Title: nalyses of rhizoctonia screening nursery results over 15 selected years from 1980 to 2015

Author
item Panella, Leonard
item Fenwick, Ann
item Vagher, Travis
item West, Mark

Submitted to: Genetics and Breeding of Sugar Beet
Publication Type: Abstract Only
Publication Acceptance Date: 9/15/2016
Publication Date: N/A
Citation: N/A

Interpretive Summary:

Technical Abstract: The USDA-ARS has had a research program at Fort Collins focused on breeding for resistance to Rhizoctonia crown and root rot (Rcrr) since the late 1950s. By 1980, current resistant and susceptible checks were in use. All individual roots from each plot were lifted and rated on a disease index (DI) scale of 0 (healthy, no disease) to 7 (dead, or missing). Their scores were averaged to provide a plot mean, used for analyses.
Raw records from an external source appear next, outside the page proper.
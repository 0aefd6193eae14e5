//! Shared utilities for the stock data workspace
//!
//! Logging setup and `.env` loading used by the binaries.

pub mod env;
pub mod logging;

pub use env::load_dotenv;
pub use logging::init_tracing;
//! Error types for stock data retrieval

use std::path::PathBuf;

use thiserror::Error;

use crate::model::SourceTier;

/// Failure of a single upstream data source
#[derive(Debug, Error)]
pub enum SourceError {
    /// No API key configured; the source was skipped without a request
    #[error("no API key configured")]
    MissingApiKey,

    /// Rate limit hit, either locally or reported by the provider
    #[error("rate limit exceeded for {provider}")]
    RateLimited { provider: String },

    /// Non-2xx HTTP status
    #[error("HTTP status {status}")]
    Http { status: u16 },

    /// Error message embedded in an otherwise successful response
    #[error("provider error: {0}")]
    Provider(String),

    /// The source answered but had no price history for the symbol
    #[error("no price history returned")]
    NoData,

    /// A field in the payload could not be interpreted
    #[error("parse error: {0}")]
    Parse(String),

    /// Transport-level failure reported by a client library
    #[error("source unavailable: {0}")]
    Unavailable(String),

    /// The call did not finish within the configured request timeout
    #[error("request timed out")]
    Timeout,

    /// Network or HTTP client error
    #[error("network error: {0}")]
    Network(#[from] reqwest::Error),
}

/// Coarse classification of a source failure, for callers that need to
/// tell a bad symbol apart from an outage.
#[derive(Debug, Clone, Copy, PartialEq, Eq)]
pub enum FailureKind {
    NotFound,
    RateLimited,
    Unavailable,
    Misconfigured,
    Malformed,
}

impl SourceError {
    pub fn kind(&self) -> FailureKind {
        match self {
            Self::MissingApiKey => FailureKind::Misconfigured,
            Self::RateLimited { .. } => FailureKind::RateLimited,
            Self::Provider(_) | Self::NoData => FailureKind::NotFound,
            Self::Http { status: 404 } => FailureKind::NotFound,
            Self::Http { status: 429 } => FailureKind::RateLimited,
            Self::Http { .. } | Self::Unavailable(_) | Self::Timeout | Self::Network(_) => {
                FailureKind::Unavailable
            }
            Self::Parse(_) => FailureKind::Malformed,
        }
    }
}

/// One failed attempt recorded during failover
#[derive(Debug)]
pub struct SourceFailure {
    pub tier: SourceTier,
    pub source_name: &'static str,
    pub error: SourceError,
}

/// Failure of a whole fetch after every tier was tried
#[derive(Debug, Error)]
pub enum FetchError {
    #[error("invalid ticker: {0:?}")]
    InvalidTicker(String),

    #[error("all sources failed for {ticker}: {}", describe_attempts(.attempts))]
    Exhausted {
        ticker: String,
        attempts: Vec<SourceFailure>,
    },
}

impl FetchError {
    /// Summarise why the fetch failed.
    ///
    /// `NotFound` is reported only when every source that actually ran said
    /// the symbol has no data; any rate limit wins over a generic outage.
    pub fn kind(&self) -> FailureKind {
        match self {
            Self::InvalidTicker(_) => FailureKind::NotFound,
            Self::Exhausted { attempts, .. } => {
                let ran: Vec<FailureKind> = attempts
                    .iter()
                    .map(|a| a.error.kind())
                    .filter(|k| *k != FailureKind::Misconfigured)
                    .collect();

                if ran.is_empty() {
                    FailureKind::Misconfigured
                } else if ran.iter().all(|k| *k == FailureKind::NotFound) {
                    FailureKind::NotFound
                } else if ran.contains(&FailureKind::RateLimited) {
                    FailureKind::RateLimited
                } else {
                    FailureKind::Unavailable
                }
            }
        }
    }
}

fn describe_attempts(attempts: &[SourceFailure]) -> String {
    attempts
        .iter()
        .map(|a| format!("{} ({}): {}", a.source_name, a.tier, a.error))
        .collect::<Vec<_>>()
        .join("; ")
}

/// Cache read/write errors. Never fatal to a fetch.
#[derive(Debug, Error)]
pub enum CacheError {
    #[error("cache I/O error at {}: {source}", .path.display())]
    Io {
        path: PathBuf,
        #[source]
        source: std::io::Error,
    },

    #[error("cache entry is not valid JSON: {0}")]
    Json(#[from] serde_json::Error),
}

/// Top-level error for the crate
#[derive(Debug, Error)]
pub enum StockError {
    /// Invalid stock symbol provided
    #[error("Invalid symbol: {0}")]
    InvalidSymbol(String),

    /// Configuration error
    #[error("Configuration error: {0}")]
    ConfigError(String),

    /// Cache error
    #[error(transparent)]
    Cache(#[from] CacheError),
}

/// Result type alias for stock data operations
pub type Result<T> = std::result::Result<T, StockError>;
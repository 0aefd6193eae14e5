//! Command-line interface for the stock data provider

use std::path::PathBuf;
use std::time::Duration;

use anyhow::{Context, bail};
use clap::{Parser, Subcommand};
use comfy_table::{Table, presets::UTF8_FULL};
use stock_data::{FetchError, StockConfig, StockDataProvider, StockRecord};
use tracing::info;

#[derive(Parser, Debug)]
#[command(name = "stock-cli")]
#[command(about = "Fetch and cache daily stock data", long_about = None)]
struct Cli {
    /// Cache directory (overrides CACHE_DIRECTORY)
    #[arg(long, global = true)]
    cache_dir: Option<PathBuf>,

    /// Cache freshness window in seconds (overrides CACHE_DURATION)
    #[arg(long, global = true)]
    cache_duration: Option<u64>,

    #[command(subcommand)]
    command: Command,
}

#[derive(Subcommand, Debug)]
enum Command {
    /// Fetch data for a ticker, using the cache when fresh
    Fetch {
        /// Ticker symbol, e.g. AAPL
        ticker: String,

        /// Ignore any cached entry
        #[arg(long)]
        refresh: bool,

        /// Print the full record as JSON
        #[arg(long)]
        json: bool,

        /// Number of most recent days to show in the table
        #[arg(long, default_value_t = 10)]
        limit: usize,
    },
    /// Manage the on-disk cache
    Cache {
        #[command(subcommand)]
        action: CacheAction,
    },
}

#[derive(Subcommand, Debug)]
enum CacheAction {
    /// Remove the cached entry for one ticker
    Invalidate { ticker: String },
    /// Remove every cached entry
    Clear,
}

impl Cli {
    fn config(&self) -> anyhow::Result<StockConfig> {
        let mut builder = StockConfig::builder();
        if let Some(dir) = &self.cache_dir {
            builder = builder.cache_dir(dir);
        }
        if let Some(secs) = self.cache_duration {
            builder = builder.cache_duration(Duration::from_secs(secs));
        }
        Ok(builder.with_env()?.build()?)
    }
}

#[tokio::main]
async fn main() -> anyhow::Result<()> {
    stock_utils::load_dotenv();
    stock_utils::init_tracing();

    let cli = Cli::parse();
    let config = cli.config()?;
    info!(cache_dir = %config.cache_dir.display(), "starting stock-cli");

    let provider = StockDataProvider::new(config).context("failed to build provider")?;

    match cli.command {
        Command::Fetch {
            ticker,
            refresh,
            json,
            limit,
        } => {
            let result = if refresh {
                provider.refresh(&ticker).await
            } else {
                provider.try_fetch(&ticker).await
            };

            let record = match result {
                Ok(record) => record,
                Err(e @ FetchError::Exhausted { .. }) => {
                    bail!("{e} [{:?}]", e.kind());
                }
                Err(e) => return Err(e.into()),
            };

            if json {
                println!("{}", serde_json::to_string_pretty(&record)?);
            } else {
                print!("{}", render_summary(&record, limit));
            }
        }
        Command::Cache { action } => match action {
            CacheAction::Invalidate { ticker } => {
                if provider.invalidate(&ticker).await? {
                    println!("Removed cache entry for {}", ticker.trim().to_uppercase());
                } else {
                    println!("No cache entry for {}", ticker.trim().to_uppercase());
                }
            }
            CacheAction::Clear => {
                let removed = provider.clear_cache().await?;
                println!("Removed {removed} cache entries");
            }
        },
    }

    Ok(())
}

fn render_summary(record: &StockRecord, limit: usize) -> String {
    let mut out = format!(
        "{} ({} source, last updated {}, {} days)\n",
        record.ticker,
        record.source,
        if record.last_updated.is_empty() {
            "unknown"
        } else {
            record.last_updated.as_str()
        },
        record.len()
    );

    if let Some(info) = &record.company_info {
        let name = info.name.as_deref().unwrap_or("-");
        let exchange = info.exchange.as_deref().unwrap_or("-");
        out.push_str(&format!("{name} [{exchange}]\n"));
    }

    let mut table = Table::new();
    table.load_preset(UTF8_FULL);
    table.set_header(vec!["Date", "Open", "High", "Low", "Close", "Volume"]);
    for p in record.prices.iter().take(limit) {
        table.add_row(vec![
            p.date.to_string(),
            format!("{:.2}", p.open),
            format!("{:.2}", p.high),
            format!("{:.2}", p.low),
            format!("{:.2}", p.close),
            p.volume.to_string(),
        ]);
    }
    out.push_str(&table.to_string());
    out.push('\n');
    out
}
Full data (individual root DIs in plots) from 119 experiments ranging over 15 years between 1980 and 2015 were labeled by type (commercial hybrid, ARS release, Plant Introduction [genebank accession], or seed company experimental line) and source (cooperative, ARS research program, or seed company). Resistant and susceptible checks were labeled by name and by seed lot. Because each year and each experiment is a different environment (temperature, rainfall, position in the field, etc.), DI scores will vary making it difficult to compare sugar beet varieties across experiments and years. We examined a number of questions. Do DI scores from susceptible and resistant checks, when compared to DI mean scores from trials, allow us to understand the potential restrictions of DI values with increasing disease pressure? Along those lines we asked how consistent our checks preformed over years, experiments, and seed lots. We were very interested in finding good ways to compare results over years and among experiments within years? We also were interested in looking at commercial hybrids over the past 20 years to see if their average resistance had increased or decreased over time. One of the most important purposes of our screening nursery is to identify Plant Introductions with resistance to Rcrr. Therefore we examined if plot variance among individual roots could indicate accessions that may be segregating for resistance to Rcrr, and how we best could compare our results over years, when most accessions are screened in only one year.